🤖 AI Summary
To address the inefficiency in model and hyperparameter selection for non-expert users in automated machine learning (AutoML), this paper proposes an efficient search method grounded in the multi-armed bandit (MAB) framework. The method integrates Bayesian optimization with an adaptive continuous filtering mechanism: Gaussian process–based upper confidence bound (UCB) is employed to prune suboptimal configurations early, while a Softmax policy dynamically allocates evaluation resources to balance exploration and exploitation. Crucially, configuration selection and resource scheduling are jointly optimized within a unified framework. Experiments across diverse time budgets demonstrate that the proposed approach significantly accelerates the AutoML pipeline, achieving superior predictive performance and anytime performance compared to current state-of-the-art methods.
📝 Abstract
Machine learning has been making great success in many application areas.

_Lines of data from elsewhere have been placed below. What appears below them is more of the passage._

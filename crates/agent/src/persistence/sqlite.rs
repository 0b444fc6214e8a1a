#![forbid(unsafe_code)]

use crate::error::Error;
use crate::persistence::{ActiveSession, AppEventRepository, AppUsage};
use async_trait::async_trait;
use sqlx::sqlite::{SqliteConnectOptions, SqliteJournalMode, SqlitePoolOptions};
use sqlx::{Row, SqlitePool};
use std::path::PathBuf;
use tracing::debug;

/// Event history in a single SQLite file. One connection in WAL mode keeps
/// writes serialized; call frequency is one statement per process transition.
#[derive(Debug, Clone)]
pub struct SqliteRepository {
    path: PathBuf,
    pool: SqlitePool,
}

impl SqliteRepository {
    pub async fn new(path: PathBuf) -> Result<Self, Error> {
        if let Some(parent) = path.parent() {
            std::fs::create_dir_all(parent)?;
        }

        let options = SqliteConnectOptions::new()
            .filename(&path)
            .create_if_missing(true)
            .journal_mode(SqliteJournalMode::Wal);

        let pool = SqlitePoolOptions::new()
            .max_connections(1)
            .connect_with(options)
            .await?;

        sqlx::migrate!("./migrations").run(&pool).await?;

        debug!(path = %path.display(), "event database opened");
        Ok(Self { path, pool })
    }

    pub fn path(&self) -> &PathBuf {
        &self.path
    }
}

#[async_trait]
impl AppEventRepository for SqliteRepository {
    async fn log_app_event(
        &self,
        name: &str,
        pid: u32,
        parent: &str,
        exe_path: &str,
        start_time: i64,
        unique_key: &str,
    ) -> Result<(), Error> {
        sqlx::query(
            "INSERT INTO app_events (unique_key, name, pid, parent, exe_path, start_time) \
             VALUES (?, ?, ?, ?, ?, ?)",
        )
        .bind(unique_key)
        .bind(name)
        .bind(pid as i64)
        .bind(parent)
        .bind(exe_path)
        .bind(start_time)
        .execute(&self.pool)
        .await?;
        Ok(())
    }

    async fn close_app_event(&self, unique_key: &str, end_time: i64) -> Result<(), Error> {
        sqlx::query("UPDATE app_events SET end_time = ? WHERE unique_key = ? AND end_time IS NULL")
            .bind(end_time)
            .bind(unique_key)
            .execute(&self.pool)
            .await?;
        Ok(())
    }

    async fn get_active_sessions(&self) -> Result<Vec<ActiveSession>, Error> {
        let rows = sqlx::query("SELECT unique_key, name FROM app_events WHERE end_time IS NULL")
            .fetch_all(&self.pool)
            .await?;

        let mut sessions = Vec::with_capacity(rows.len());
        for row in rows {
            sessions.push(ActiveSession {
                key: row.try_get("unique_key")?,
                name: row.try_get("name")?,
            });
        }
        Ok(sessions)
    }

    async fn app_leaderboard(&self, since: i64, until: i64) -> Result<Vec<AppUsage>, Error> {
        let rows = sqlx::query(
            "SELECT name, \
                    SUM(MIN(COALESCE(end_time, ?2), ?2) - MAX(start_time, ?1)) AS total_seconds, \
                    COUNT(*) AS launches \
             FROM app_events \
             WHERE start_time < ?2 AND COALESCE(end_time, ?2) > ?1 \
             GROUP BY name \
             ORDER BY total_seconds DESC",
        )
        .bind(since)
        .bind(until)
        .fetch_all(&self.pool)
        .await?;

        let mut leaderboard = Vec::with_capacity(rows.len());
        for row in rows {
            leaderboard.push(AppUsage {
                name: row.try_get("name")?,
                total_seconds: row.try_get("total_seconds")?,
                launches: row.try_get("launches")?,
            });
        }
        Ok(leaderboard)
    }

    async fn total_screen_time(&self, since: i64, until: i64) -> Result<i64, Error> {
        let row = sqlx::query(
            "SELECT COALESCE(SUM(MIN(COALESCE(end_time, ?2), ?2) - MAX(start_time, ?1)), 0) \
                    AS total_seconds \
             FROM app_events \
             WHERE start_time < ?2 AND COALESCE(end_time, ?2) > ?1",
        )
        .bind(since)
        .bind(until)
        .fetch_one(&self.pool)
        .await?;
        Ok(row.try_get("total_seconds")?)
    }

    async fn clear_history(&self) -> Result<(), Error> {
        sqlx::query("DELETE FROM app_events")
            .execute(&self.pool)
            .await?;
        Ok(())
    }
}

However, for the non-expert practitioners, it is always very challenging to address a machine learning task successfully and efficiently. Finding the optimal machine learning model or the hyperparameter combination set from a large number of possible alternatives usually requires considerable expert knowledge and experience. To tackle this problem, we propose a combined Bayesian Optimization and Adaptive Successive Filtering algorithm (BOASF) under a unified multi-armed bandit framework to automate the model selection or the hyperparameter optimization. Specifically, BOASF consists of multiple evaluation rounds in each of which we select promising configurations for each arm using the Bayesian optimization. Then, ASF can early discard the poor-performed arms adaptively using a Gaussian UCB-based probabilistic model. Furthermore, a Softmax model is employed to adaptively allocate available resources for each promising arm that advances to the next round. The arm with a higher probability of advancing will be allocated more resources. Experimental results show that BOASF is effective for speeding up the model selection and hyperparameter optimization processes while achieving robust and better prediction performance than the existing state-of-the-art automatic machine learning methods. Moreover, BOASF achieves better anytime performance under various time budgets.